▶ _Material for this exercise_
╔══
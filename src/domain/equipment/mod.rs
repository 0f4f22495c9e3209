//! Equipment registry aggregate
//!
//! Switchgear units ("RU") own their cells. Both carry a `version` used for
//! compare-and-swap writes.

pub mod model;
pub mod repository;

pub use model::{Cell, CellStatus, CellType, EquipmentUnit, NewCell, UnitNameplate, UnitType};
pub use repository::EquipmentRepository;
//! Credential & token service
//!
//! Owns the signing configuration and bcrypt cost for the whole process.
//! Both are fixed at construction.

use jsonwebtoken::errors::ErrorKind;

use crate::domain::{DomainError, DomainResult, User};
use crate::infrastructure::crypto::jwt::{create_token, verify_token, JwtConfig, TokenClaims};
use crate::infrastructure::crypto::password::{
    check_password_policy, check_password_size, hash_password, verify_password,
};

/// A freshly signed session token.
#[derive(Debug, Clone)]
pub struct IssuedToken {
    pub token: String,
    pub token_type: String,
    /// Lifetime in seconds
    pub expires_in: i64,
}

pub struct CredentialService {
    jwt: JwtConfig,
    bcrypt_cost: u32,
}

impl CredentialService {
    pub fn new(jwt: JwtConfig, bcrypt_cost: u32) -> Self {
        Self { jwt, bcrypt_cost }
    }

    /// Fails with `Validation` for input longer than bcrypt can take.
    pub fn hash(&self, password: &str) -> DomainResult<String> {
        check_password_size(password).map_err(DomainError::Validation)?;
        hash_password(password, self.bcrypt_cost)
            .map_err(|e| DomainError::Internal(format!("failed to hash password: {}", e)))
    }

    /// `false` for any mismatch, including a malformed digest.
    pub fn verify(&self, password: &str, digest: &str) -> bool {
        verify_password(password, digest)
    }

    /// Rejects with the human-readable policy message.
    pub fn check_policy(&self, password: &str) -> DomainResult<()> {
        check_password_policy(password).map_err(DomainError::Validation)
    }

    pub fn issue(&self, user: &User) -> DomainResult<IssuedToken> {
        let token = create_token(&user.id, &user.email, user.role, &self.jwt)
            .map_err(|e| DomainError::Internal(format!("failed to sign token: {}", e)))?;

        Ok(IssuedToken {
            token,
            token_type: "Bearer".into(),
            expires_in: self.jwt.ttl().num_seconds(),
        })
    }

    pub fn validate(&self, token: &str) -> DomainResult<TokenClaims> {
        verify_token(token, &self.jwt).map_err(|e| {
            let reason = match e.kind() {
                ErrorKind::ExpiredSignature => "token expired",
                ErrorKind::InvalidSignature => "signature mismatch",
                ErrorKind::InvalidAlgorithm => "unexpected signing algorithm",
                ErrorKind::InvalidIssuer => "unexpected issuer",
                _ => "malformed token",
            };
            DomainError::InvalidToken(reason.to_string())
        })
    }
}

#[cfg(test)]
mod tests {
    use super::*;
    use crate::domain::UserRole;
    use chrono::Utc;

    fn service(secret: &str) -> CredentialService {
        CredentialService::new(
            JwtConfig {
                secret: secret.into(),
                expiration_hours: 1,
                issuer: "switchgear-test".into(),
            },
            4,
        )
    }

    fn alice() -> User {
        User {
            id: "u-1".into(),
            name: "Alice".into(),
            email: "a@x.com".into(),
            password_hash: String::new(),
            role: UserRole::Dispatcher,
            created_at: Utc::now(),
            updated_at: Utc::now(),
        }
    }

    #[test]
    fn issued_token_validates_to_the_same_identity() {
        let svc = service("s3cret");
        let issued = svc.issue(&alice()).unwrap();
        assert_eq!(issued.token_type, "Bearer");
        assert_eq!(issued.expires_in, 3600);

        let claims = svc.validate(&issued.token).unwrap();
        assert_eq!(claims.sub, "u-1");
        assert_eq!(claims.email, "a@x.com");
        assert_eq!(claims.role, UserRole::Dispatcher);
    }

    #[test]
    fn other_secret_is_an_invalid_token() {
        let issued = service("one").issue(&alice()).unwrap();
        let err = service("two").validate(&issued.token).unwrap_err();
        assert!(matches!(err, DomainError::InvalidToken(ref r) if r == "signature mismatch"));
    }

    #[test]
    fn garbage_is_an_invalid_token() {
        let err = service("one").validate("a.b.c").unwrap_err();
        assert!(matches!(err, DomainError::InvalidToken(_)));
    }

    #[test]
    fn hash_then_verify() {
        let svc = service("one");
        let digest = svc.hash("Secret!1").unwrap();
        assert!(svc.verify("Secret!1", &digest));
        assert!(!svc.verify("Secret!2", &digest));
        assert!(!svc.verify("Secret!1", "garbage"));
    }

    #[test]
    fn overlong_password_is_not_hashed() {
        let err = service("one").hash(&"x".repeat(73)).unwrap_err();
        assert!(matches!(err, DomainError::Validation(_)), "{err:?}");
    }

    #[test]
    fn policy_message_is_passed_through() {
        let err = service("one").check_policy("abc123").unwrap_err();
        match err {
            DomainError::Validation(msg) => assert!(msg.contains("special character")),
            other => panic!("unexpected {other:?}"),
        }
        assert!(service("one").check_policy("abc123!").is_ok());
    }
}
╚══
▶ _Assigned task_
Copy out each line of the entries where the word "signing" is found.

▶ _Finished task_
//! Owns the signing configuration and bcrypt cost for the whole process.
                ErrorKind::InvalidAlgorithm => "unexpected signing algorithm",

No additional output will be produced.